Injuries in Triple-A Pawtucket also affected Portland as versatile players Mike Miller and Jonathan Roof were called up to fill in.

The Sea Dogs hoped veterans De La Cruz and Oscar Tejeda could ignite the offense, but Tejeda batted .247/.634, and De La Cruz .240/.658.

 Fielding ranked second-to-last with 142 errors. Yes, at times, it got sloppy at Hadlock (see Saturday’s boxscore).

But there were highlights. Six relievers were promoted to Triple-A, including Jonathan Aro, who was called up to Boston.

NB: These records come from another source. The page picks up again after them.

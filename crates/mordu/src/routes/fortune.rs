//! Fortune reading routes

use axum::{
    extract::{Path, Query, State},
    http::StatusCode,
    routing::get,
    Json, Router,
};
use chrono::{DateTime, Utc};
use serde::{Deserialize, Serialize};
use std::sync::Arc;
use tracing::{info, warn};

use super::{AppState, Source};
use crate::error::{MorduError, MorduResult};
use crate::models::validate::{validate_birthdate, validate_name};
use crate::models::{page_bounds, PaginatedResponse, Reading, ReadingInput, ReadingSummary, Topic};
use crate::remote::RecordKind;

#[derive(Debug, Deserialize)]
pub struct ListQuery {
    pub page: Option<u64>,
    pub limit: Option<u64>,
    #[serde(default)]
    pub source: Source,
}

#[derive(Debug, Deserialize)]
pub struct SubjectQuery {
    pub name: String,
    pub birthdate: String,
    pub topic: Topic,
}

#[derive(Debug, Serialize)]
pub struct CreatedReading {
    pub id: String,
    pub prediction: String,
    #[serde(rename = "createdAt")]
    pub created_at: DateTime<Utc>,
}

#[derive(Debug, Serialize, Deserialize)]
pub struct Pagination {
    pub page: u64,
    pub limit: u64,
    pub total: u64,
    pub pages: u64,
}

#[derive(Debug, Serialize)]
pub struct ReadingsResponse {
    pub fortunes: Vec<ReadingSummary>,
    pub pagination: Pagination,
    pub source: Source,
}

impl ReadingsResponse {
    fn new(page: PaginatedResponse<Reading>, source: Source) -> Self {
        Self {
            pagination: Pagination {
                page: page.page,
                limit: page.limit,
                total: page.total,
                pages: page.total_pages,
            },
            fortunes: page.items.into_iter().map(ReadingSummary::from).collect(),
            source,
        }
    }
}

pub fn fortune_routes() -> Router<Arc<AppState>> {
    Router::new()
        .route(
            "/fortune",
            get(list_readings)
                .post(create_reading)
                .delete(delete_by_subject),
        )
        .route(
            "/fortune/{id}",
            get(get_reading).put(update_reading).delete(delete_reading),
        )
}

/// Store a new reading locally. A repeated `clientRef` returns the reading
/// already stored for it instead of creating a second one.
async fn create_reading(
    State(state): State<Arc<AppState>>,
    Json(input): Json<ReadingInput>,
) -> MorduResult<(StatusCode, Json<CreatedReading>)> {
    input.validate()?;
    let readings = state.engine.readings();

    if let Some(client_ref) = input.client_ref.as_deref() {
        if let Some(existing) = readings.find_by_client_ref(client_ref).await {
            info!("Reading for client ref {} already stored as {}", client_ref, existing.id);
            return Ok((
                StatusCode::OK,
                Json(CreatedReading {
                    id: existing.id,
                    prediction: existing.prediction,
                    created_at: existing.created_at,
                }),
            ));
        }
    }

    let prediction = state
        .oracle
        .predict(&input.subject.normalized(), input.text.trim())
        .await;
    // A retry with the same client ref may have been stored while predicting
    let (saved, created) = readings
        .append_unique(Reading::new(&input, prediction))
        .await?;
    let status = if created {
        info!("New reading {} created for {}", saved.id, saved.name);
        StatusCode::CREATED
    } else {
        info!("Concurrent create for reading {} answered with the stored one", saved.id);
        StatusCode::OK
    };

    Ok((
        status,
        Json(CreatedReading {
            id: saved.id,
            prediction: saved.prediction,
            created_at: saved.created_at,
        }),
    ))
}

async fn list_readings(
    State(state): State<Arc<AppState>>,
    Query(query): Query<ListQuery>,
) -> MorduResult<Json<ReadingsResponse>> {
    let (page, limit) = page_bounds(query.page, query.limit);
    let engine = &state.engine;

    let use_remote = match query.source {
        Source::Local => false,
        Source::Remote => true,
        Source::Auto => engine.is_connected().await,
    };

    if use_remote {
        match engine.remote().list_readings(page, limit).await {
            Ok(result) => return Ok(Json(ReadingsResponse::new(result, Source::Remote))),
            Err(e) if query.source == Source::Auto && e.is_connectivity() => {
                warn!("Remote listing failed, serving local readings: {}", e);
            }
            Err(e) => return Err(e),
        }
    }

    let result = engine.readings().page(page, limit).await;
    Ok(Json(ReadingsResponse::new(result, Source::Local)))
}

async fn get_reading(
    State(state): State<Arc<AppState>>,
    Path(id): Path<String>,
) -> MorduResult<Json<ReadingSummary>> {
    if let Some(reading) = state.engine.readings().get(&id).await {
        return Ok(Json(reading.into()));
    }
    if state.engine.is_connected().await {
        if let Some(reading) = state.engine.remote().get_reading(&id).await? {
            return Ok(Json(reading.into()));
        }
    }
    Err(MorduError::NotFound(format!("reading {}", id)))
}

/// Replace the subject and question of a reading and regenerate its prediction
async fn update_reading(
    State(state): State<Arc<AppState>>,
    Path(id): Path<String>,
    Json(input): Json<ReadingInput>,
) -> MorduResult<Json<ReadingSummary>> {
    input.validate()?;
    let engine = &state.engine;
    let prediction = state
        .oracle
        .predict(&input.subject.normalized(), input.text.trim())
        .await;

    if engine.readings().get(&id).await.is_some() {
        let updated = engine
            .readings()
            .update(&id, |r| {
                r.apply(&input, prediction);
                Ok(())
            })
            .await?;
        engine.forward_update(RecordKind::Reading, &id).await;
        info!("Reading {} updated", id);
        return Ok(Json(updated.into()));
    }

    if engine.is_connected().await {
        if let Some(mut reading) = engine.remote().get_reading(&id).await? {
            reading.apply(&input, prediction);
            engine.remote().replace_reading(&reading).await?;
            info!("Remote reading {} updated", id);
            return Ok(Json(reading.into()));
        }
    }
    Err(MorduError::NotFound(format!("reading {}", id)))
}

async fn delete_reading(
    State(state): State<Arc<AppState>>,
    Path(id): Path<String>,
) -> MorduResult<Json<serde_json::Value>> {
    let engine = &state.engine;
    let local = match engine.readings().remove(&id).await {
        Ok(_) => true,
        Err(MorduError::NotFound(_)) => false,
        Err(e) => return Err(e),
    };

    let remote = if local {
        engine.forward_delete(RecordKind::Reading, &id).await;
        false
    } else if engine.is_connected().await {
        engine.remote().delete(RecordKind::Reading, &id).await?
    } else {
        false
    };

    if !local && !remote {
        return Err(MorduError::NotFound(format!("reading {}", id)));
    }
    info!("Reading {} deleted", id);
    Ok(Json(serde_json::json!({ "success": true, "id": id })))
}

/// Delete every reading for one name / birthdate / topic
async fn delete_by_subject(
    State(state): State<Arc<AppState>>,
    Query(query): Query<SubjectQuery>,
) -> MorduResult<Json<serde_json::Value>> {
    validate_name(&query.name)?;
    validate_birthdate(&query.birthdate)?;
    let name = query.name.trim();
    let birthdate = query.birthdate.trim();
    let engine = &state.engine;

    let deleted = engine
        .delete_readings_by_subject(name, birthdate, query.topic)
        .await?;

    info!(
        "Deleted readings for {} / {} / {}: {} local, {:?} remote",
        name,
        birthdate,
        query.topic.as_str(),
        deleted.local,
        deleted.remote
    );
    Ok(Json(serde_json::json!({
        "success": true,
        "deleted": { "local": deleted.local, "remote": deleted.remote },
        "remotePending": deleted.remote.is_none(),
    })))
}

Hernandez, the shortstop, was sent to Pawtucket after the All-Star break.

Travis and Margot showed their promise.

And, all in all, taking in a ballgame at Hadlock was not a bad way to spend a summer day – thus the attendance numbers, which ranked third in the league.

“This was the year we proved that we have amazing fans,” said Sea Dogs chairman Bill Burke, son of late owner Dan Burke.

“Whether we’re in first place or, unfortunately last place this year, they love baseball. They love the promotions. They love the atmosphere.”

THE BURKE FAMILY is holding onto the Sea Dogs, while other Red Sox affiliates have been sold (Triple-A Pawtucket) or are up for sale (short-season Lowell).

According to outgoing Pawtucket General Manager Lou Schwechheimer, the Red Sox wanted to purchase all of their minor league affiliates four years ago, the Providence Journal reported Sunday.

But Burke said his family has never been approached by the Red Sox about selling the Sea Dogs.

“That has never happened with us and we would never want to sell,” Burke said.

Pawtucket was sold last February, but not to the Red Sox. The ownership group, however, is headed by former Red Sox president Larry Lucchino. Among the group are the Red Sox-connected Fenway Sports Management and two minority owners of the Red Sox.